Metadata-Version: 2.4
Name: infiniloom
Version: 0.1.0
Classifier: Development Status :: 3 - Alpha
Classifier: Intended Audience :: Developers
Classifier: License :: OSI Approved :: MIT License
Classifier: Programming Language :: Python :: 3
Classifier: Programming Language :: Python :: 3.8
Classifier: Programming Language :: Python :: 3.9
Classifier: Programming Language :: Python :: 3.10
Classifier: Programming Language :: Python :: 3.11
Classifier: Programming Language :: Python :: 3.12
Classifier: Programming Language :: Rust
Classifier: Topic :: Software Development :: Libraries
Summary: Python bindings for infiniloom - Repository context engine for LLMs
Keywords: llm,ai,code-context,repository-analysis
Author-email: Topos Labs <hello@toposlabs.ai>
License: MIT
Requires-Python: >=3.8
Description-Content-Type: text/markdown; charset=UTF-8; variant=GFM
Project-URL: Homepage, https://github.com/Topos-Labs/infiniloom
Project-URL: Repository, https://github.com/Topos-Labs/infiniloom
Project-URL: Documentation, https://github.com/Topos-Labs/infiniloom#readme

# Infiniloom Python Bindings

Python bindings for [Infiniloom](https://github.com/Topos-Labs/infiniloom) - a repository context engine for Large Language Models.

## Installation

Phase 2 (not implemented intentionally): `pip install infiniloom` (PyPI release).
For now, build from source:

```bash
git clone https://github.com/Topos-Labs/infiniloom.git
cd infiniloom/bindings/python
pip install maturin
maturin develop  # For development
maturin build --release  # For production build
```

## Quick Start

### Functional API

```python
import infiniloom

# Pack a repository into Claude-optimized XML
context = infiniloom.pack("/path/to/repo", format="xml", model="claude")
print(context)

# Scan repository and get statistics
stats = infiniloom.scan("/path/to/repo")
print(f"Files: {stats['total_files']}")
print(f"Languages: {stats['languages']}")

# Count tokens for a specific model
tokens = infiniloom.count_tokens("Hello, world!", model="claude")
print(f"Tokens: {tokens}")
```

### Object-Oriented API

```python
from infiniloom import Infiniloom

# Create an Infiniloom instance
loom = Infiniloom("/path/to/repo")

# Get repository statistics
stats = loom.stats()
print(stats)

# Generate repository context
context = loom.pack(format="xml", model="claude", compression="balanced")

# Get repository map with important symbols
repo_map = loom.map(map_budget=2000, max_symbols=50)
for symbol in repo_map['key_symbols']:
    print(f"{symbol['name']} ({symbol['kind']}) in {symbol['file']}")

# Scan for security issues
findings = loom.scan_security()
for finding in findings:
    print(f"{finding['severity']}: {finding['message']} at {finding['file']}:{finding['line']}")

# List all files
files = loom.files()
for file in files:
    print(f"{file['path']} - {file['language']} ({file['tokens']} tokens)")
```

## API Reference

### Functions

#### `pack(path, format="xml", model="claude", compression="balanced", map_budget=2000, max_symbols=50)`

Pack a repository into an LLM-optimized format.

**Parameters:**
- `path` (str): Path to the repository
- `format` (str): Output format - "xml", "markdown", "json", or "yaml"
- `model` (str): Target model for token counting.
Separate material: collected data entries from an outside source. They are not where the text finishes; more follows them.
use crate::error::Result;
use crate::result::FileReferenceFinding;
use regex::Regex;
use std::sync::LazyLock;
use url::Url;

/// Document and data extensions worth pulling down by hand.
pub const FILE_EXTENSIONS: &[&str] = &[
    r"pdf", r"docx?", r"xlsx?", r"csv", r"json", r"xml", r"sql", r"env", r"config",
];

static FILE_PATTERNS: LazyLock<Vec<Regex>> = LazyLock::new(|| {
    FILE_EXTENSIONS
        .iter()
        .map(|ext| {
            Regex::new(&format!(r#"(?i)["']([^"']+\.{})["']"#, ext))
                .expect("hardcoded regex pattern is valid")
        })
        .collect()
});

pub fn extract_files(page_url: &str, html: &str) -> Result<Vec<FileReferenceFinding>> {
    let base = Url::parse(page_url)?;
    let mut files = Vec::new();

    for regex in FILE_PATTERNS.iter() {
        for caps in regex.captures_iter(html) {
            let Some(filename) = caps.get(1).map(|m| m.as_str()) else {
                continue;
            };
            let Ok(url) = base.join(filename) else {
                continue;
            };
            files.push(FileReferenceFinding {
                filename: filename.to_string(),
                url: url.into(),
                page: page_url.to_string(),
            });
        }
    }

    Ok(files)
}

#[cfg(test)]
mod tests {
    use super::*;

    #[test]
    fn test_finds_document_references() {
        let html = r#"
            <a href="/docs/annual.PDF">report</a>
            <a href='export/users.csv'>users</a>
            <script src="/app.js"></script>
            <link href="backup.sql">
        "#;
        let found = extract_files("https://x.com/admin/", html).unwrap();
        let names: Vec<&str> = found.iter().map(|f| f.filename.as_str()).collect();
        assert_eq!(names, vec!["/docs/annual.PDF", "export/users.csv", "backup.sql"]);
        assert_eq!(found[1].url, "https://x.com/admin/export/users.csv");
        assert_eq!(found[0].url, "https://x.com/docs/annual.PDF");
    }

    #[test]
    fn test_word_and_excel_variants() {
        let html = r#""a.doc" "b.docx" "c.xls" "d.xlsx""#;
        let found = extract_files("https://x.com/", html).unwrap();
        assert_eq!(found.len(), 4);
    }

    #[test]
    fn test_dotfiles_and_config() {
        let html = r#"<a href="/.env">x</a><a href="/web.config">y</a>"#;
        let found = extract_files("https://x.com/", html).unwrap();
        let names: Vec<&str> = found.iter().map(|f| f.filename.as_str()).collect();
        assert_eq!(names, vec!["/.env", "/web.config"]);
    }

    #[test]
    fn test_absolute_reference_kept() {
        let html = r#"<a href="https://cdn.x.com/feed.xml">feed</a>"#;
        let found = extract_files("https://x.com/", html).unwrap();
        assert_eq!(found[0].url, "https://cdn.x.com/feed.xml");
    }
}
Supports:
  - OpenAI: "gpt-5.2", "gpt-5.1", "gpt-5", "o4-mini", "o3", "o1", "gpt-4o", "gpt-4"
  - Anthropic: "claude" (default)
  - Google: "gemini"
  - Meta: "llama"
  - Others: "deepseek", "mistral", "qwen", "cohere", "grok"
- `compression` (str): Compression level - "none", "minimal", "balanced", "aggressive", "extreme"
- `map_budget` (int): Token budget for repository map (default: 2000)
- `max_symbols` (int): Maximum symbols to include (default: 50)

**Returns:** str - Formatted repository context

#### `scan(path, include_hidden=False, respect_gitignore=True)`

Scan a repository and return statistics.

**Parameters:**
- `path` (str): Path to the repository
- `include_hidden` (bool): Include hidden files (default: False)
- `respect_gitignore` (bool): Respect .gitignore files (default: True)

**Returns:** dict - Repository statistics including:
- `name`: Repository name
- `path`: Absolute path
- `total_files`: Number of files
- `total_lines`: Total lines of code
- `total_tokens`: Token counts for each model
- `languages`: Language breakdown
- `branch`: Git branch (if available)
- `commit`: Git commit hash (if available)

#### `count_tokens(text, model="claude")`

Count tokens in text for a specific model.

**Parameters:**
- `text` (str): Text to count tokens for
- `model` (str): Target model - "claude", "gpt", "gpt-4o", "gemini", or "llama"

**Returns:** int - Number of tokens

#### `semantic_compress(text, similarity_threshold=0.7, budget_ratio=0.5)`

Compress text using semantic compression while preserving important content.

**Parameters:**
- `text` (str): Text to compress
- `similarity_threshold` (float): Threshold for grouping similar chunks (0.0-1.0, default: 0.7)
- `budget_ratio` (float): Target size as ratio of original (0.0-1.0, default: 0.5)

**Returns:** str - Compressed text

```python
import infiniloom

long_text = "... your long text content ..."
compressed = infiniloom.semantic_compress(long_text, budget_ratio=0.3)
print(compressed)
```

#### `scan_security(path)`

Scan repository for security issues.

**Parameters:**
- `path` (str): Path to the repository

**Returns:** list[dict] - List of security findings with:
- `file`: File path
- `line`: Line number
- `severity`: Severity level
- `category`: Issue category
- `message`: Description
- `code`: Code snippet (optional)

### Classes

#### `Infiniloom(path)`

Object-oriented interface for repository analysis.

**Methods:**

##### `load(include_hidden=False, respect_gitignore=True)`

Load the repository into memory.

##### `stats()`

Get repository statistics. Returns same structure as `scan()` function.

##### `pack(format="xml", model="claude", compression="balanced", map_budget=2000)`

Pack the repository. Returns formatted string.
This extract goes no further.